If you were trying to do that in the world of traditional relational databases, you run into a few problems right off the bat. First, all of this information is usually in highly complex, nested documents—so you’d have to spend some time developing an initial data model to store this in a database. One of the major benefits of distributed big data programming frameworks is that they can skip much of that process.
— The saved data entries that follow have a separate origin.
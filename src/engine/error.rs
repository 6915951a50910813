use chrono::NaiveDate;
use thiserror::Error;
use ulid::Ulid;

use crate::blob::BlobError;
use crate::model::{MonthId, Occupant};
use crate::store::StoreError;

use super::executor::FailedEntry;
use super::SlotKey;

#[derive(Debug, Error)]
pub enum EngineError {
    /// Malformed input; a caller bug, never retried.
    #[error("validation error: {0}")]
    Validation(String),
    #[error("unknown room: {0}")]
    UnknownRoom(String),
    #[error("not found: {0}")]
    NotFound(Ulid),
    #[error("date {requested} is past the allowed bound {bound}")]
    DateBoundExceeded { requested: NaiveDate, bound: NaiveDate },
    #[error("slot {key} already occupied by {occupant}")]
    AlreadyOccupied { key: SlotKey, occupant: Occupant },
    #[error("plan carries {0} unresolved conflicts")]
    PlanHasConflicts(usize),
    #[error("{} plan entries failed to apply", failed_entries.len())]
    PartialBatchFailure { failed_entries: Vec<FailedEntry> },
    #[error("limit exceeded: {0}")]
    LimitExceeded(&'static str),
    /// The snapshot guard claim timed out; whether it landed is unknown.
    #[error("snapshot guard for {0} has unknown outcome; do not retry today")]
    SnapshotGuardUnknown(MonthId),
    #[error(transparent)]
    Store(#[from] StoreError),
    #[error(transparent)]
    Blob(#[from] BlobError),
}
use std::fmt;

use chrono::NaiveDate;
use serde::{Deserialize, Serialize};

use crate::limits::MAX_ROOM_ID_LEN;
use crate::period::Period;

use super::EngineError;

const SEP: char = '|';
const DATE_FORMAT: &str = "%Y-%m-%d";

/// Deterministic slot identifier: `{room}|{YYYY-MM-DD}|{period-code}`.
///
/// Room ids never contain the separator and dates/period codes cannot, so
/// distinct triples always produce distinct keys.
#[derive(Debug, Clone, PartialEq, Eq, PartialOrd, Ord, Hash, Serialize, Deserialize)]
#[serde(transparent)]
pub struct SlotKey(String);

/// Components recovered from a key by [`SlotKey::decode`].
#[derive(Debug, Clone, PartialEq, Eq)]
pub struct DecodedKey {
    pub room_id: String,
    pub date: NaiveDate,
    pub period: Period,
}

impl SlotKey {
    /// Build a key from components that are already typed. The room id must
    /// have passed [`validate_room_id`].
    pub(crate) fn new(room_id: &str, date: NaiveDate, period: Period) -> Self {
        SlotKey(format!(
            "{room_id}{SEP}{}{SEP}{}",
            date.format(DATE_FORMAT),
            period.code()
        ))
    }

    /// Encode raw (room, date, period) strings into a key.
    pub fn encode(room_id: &str, date: &str, period: &str) -> Result<Self, EngineError> {
        validate_room_id(room_id)?;
        let date = parse_date(date)?;
        let period: Period = period.parse()?;
        Ok(SlotKey::new(room_id, date, period))
    }

    /// Best-effort inverse of `encode`, for diagnostics.
    pub fn decode(&self) -> Result<DecodedKey, EngineError> {
        let mut parts = self.0.splitn(3, SEP);
        let (Some(room), Some(date), Some(period)) = (parts.next(), parts.next(), parts.next())
        else {
            return Err(EngineError::Validation(format!("malformed slot key {:?}", self.0)));
        };
        validate_room_id(room)?;
        Ok(DecodedKey {
            room_id: room.to_string(),
            date: parse_date(date)?,
            period: period.parse()?,
        })
    }

    pub fn as_str(&self) -> &str {
        &self.0
    }

    /// Smallest possible key for `room_id`; all of the room's keys share
    /// this prefix and sort after it.
    pub(crate) fn room_prefix(room_id: &str) -> Self {
        SlotKey(format!("{room_id}{SEP}"))
    }
}

impl fmt::Display for SlotKey {
    fn fmt(&self, f: &mut fmt::Formatter<'_>) -> fmt::Result {
        f.write_str(&self.0)
    }
}

pub fn validate_room_id(room_id: &str) -> Result<(), EngineError> {
    if room_id.is_empty() {
        return Err(EngineError::Validation("room id is empty".into()));
    }
    if room_id.len() > MAX_ROOM_ID_LEN {
        return Err(EngineError::LimitExceeded("room id too long"));
    }
    if room_id.chars().any(|c| c == SEP || c.is_control()) {
        return Err(EngineError::Validation(format!(
            "room id {room_id:?} contains a reserved character"
        )));
    }
    Ok(())
}

/// Parse a canonical, zero-padded `YYYY-MM-DD` date.
pub fn parse_date(s: &str) -> Result<NaiveDate, EngineError> {
    let bad = || EngineError::Validation(format!("date must be YYYY-MM-DD, got {s:?}"));
    if s.len() != 10 {
        return Err(bad());
    }
    let date = NaiveDate::parse_from_str(s, DATE_FORMAT).map_err(|_| bad())?;
    // chrono accepts unpadded fields; only the canonical rendering is allowed.
    if date.format(DATE_FORMAT).to_string() != s {
        return Err(bad());
    }
    Ok(date)
}
use crate::domain::IncrementTarget;
use crate::error::{BumpError, Result};
use serde::{Deserialize, Serialize};
use std::fs;
use std::path::{Path, PathBuf};

/// File name looked up in the working directory and the user config directory
pub const CONFIG_FILE_NAME: &str = "json-bump.toml";

/// Represents the complete configuration for json-bump.
///
/// Every section is optional; missing values fall back to defaults.
#[derive(Debug, Deserialize, Serialize, Clone, Default, PartialEq)]
pub struct Config {
    #[serde(default)]
    pub manifest: ManifestConfig,

    #[serde(default)]
    pub defaults: DefaultsConfig,

    #[serde(default)]
    pub behavior: BehaviorConfig,
}

fn default_manifest_path() -> String {
    "package.json".to_string()
}

fn default_target() -> IncrementTarget {
    IncrementTarget::Patch
}

/// Where the manifest lives.
#[derive(Debug, Deserialize, Serialize, Clone, PartialEq)]
pub struct ManifestConfig {
    #[serde(default = "default_manifest_path")]
    pub path: String,
}

impl Default for ManifestConfig {
    fn default() -> Self {
        ManifestConfig {
            path: default_manifest_path(),
        }
    }
}

/// Values used when the command line leaves them out.
#[derive(Debug, Deserialize, Serialize, Clone, PartialEq)]
pub struct DefaultsConfig {
    #[serde(default = "default_target")]
    pub target: IncrementTarget,
}

impl Default for DefaultsConfig {
    fn default() -> Self {
        DefaultsConfig {
            target: default_target(),
        }
    }
}

/// Runtime behavior switches. Command-line flags can only turn these on.
#[derive(Debug, Deserialize, Serialize, Clone, PartialEq, Default)]
pub struct BehaviorConfig {
    #[serde(default)]
    pub dry_run: bool,

    #[serde(default)]
    pub quiet: bool,
}

/// Loads configuration from file or returns defaults.
///
/// Attempts to load configuration in the following order:
/// 1. Custom path provided as parameter
/// 2. `json-bump.toml` in current directory
/// 3. `json-bump.toml` in the user config directory
/// 4. Default configuration if no file found
///
/// # Returns
/// * `Ok(Config)` - Loaded or default configuration
/// * `Err(BumpError::Config)` - If a file exists but cannot be read or parsed,
///   or an explicitly given path does not exist
pub fn load_config(config_path: Option<&str>) -> Result<Config> {
    let path = match config_path {
        Some(path) => PathBuf::from(path),
        None => match find_config_file() {
            Some(path) => path,
            None => return Ok(Config::default()),
        },
    };

    let config_str = fs::read_to_string(&path)
        .map_err(|e| BumpError::config(format!("{}: {}", path.display(), e)))?;
    parse_config(&config_str).map_err(|e| match e {
        BumpError::Config(msg) => BumpError::config(format!("{}: {}", path.display(), msg)),
        other => other,
    })
}

/// Parses configuration from TOML text.
pub fn parse_config(config_str: &str) -> Result<Config> {
    toml::from_str(config_str).map_err(|e| BumpError::config(e.to_string()))
}

fn find_config_file() -> Option<PathBuf> {
    let local = Path::new(".").join(CONFIG_FILE_NAME);
    if local.is_file() {
        return Some(local);
    }

    dirs::config_dir()
        .map(|dir| dir.join(CONFIG_FILE_NAME))
        .filter(|path| path.is_file())
}
use std::fmt;

/// Warnings about bump requests that are valid but probably not what was meant.
/// These are non-fatal issues that should be reported to the user.
#[derive(Debug, Clone, PartialEq)]
pub enum BoundaryWarning {
    /// `--reset` was given without a component to reset
    ResetWithoutTarget,
    /// A build counter was added to a version that had none
    BuildNumberIntroduced { version: String },
    /// The bump produced the version that was already there
    VersionUnchanged { version: String },
}

impl fmt::Display for BoundaryWarning {
    fn fmt(&self, f: &mut fmt::Formatter<'_>) -> fmt::Result {
        match self {
            BoundaryWarning::ResetWithoutTarget => {
                write!(f, "--reset has no effect when the target is 'none'")
            }
            BoundaryWarning::BuildNumberIntroduced { version } => {
                write!(
                    f,
                    "Version '{}' had no build number; starting one at 0",
                    version
                )
            }
            BoundaryWarning::VersionUnchanged { version } => {
                write!(f, "Version '{}' is unchanged", version)
            }
        }
    }
}
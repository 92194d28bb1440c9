//! Command-line workflow, decoupled from argument parsing

pub mod orchestration;

pub use orchestration::{run_bump_workflow, BumpWorkflowArgs, WorkflowResult};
Instead of tediously designing and then extracting, transforming, loading, or “ETL’ing” these files, you have a system that can collect that whole mass of text and use Spark to extract structures that are analytics-ready.  

But then you also have to deal with the reality that human language is inherently messy. There may be a dozen different terms and acronyms and shorthand that different clinicians use to refer to the same thing. There may be acronyms that mean one thing in a certain context and something entirely different in another.

A group of researchers at Stanford are actually working through this problem right now. They’re analyzing millions of physician notes, trying to determine whether patients who were prescribed a common heartburn medication ended up being more likely have a heart attack or other cardiac complications. To do it, they first have to negotiate all of the messiness associated with natural language to isolate actual cardiac complications. And then they have to verify that it occurred after the patient was prescribed the medication. These researchers have managed to navigate these issues, and several others, and uncovered very strong evidence that these medications really do increase risk of cardiac problems.

That’s the power of combining big data systems with modern data science. You’re going from, at best, basic descriptive analytics, to predictive data models that show you things you couldn’t see before and drive real, meaningful change.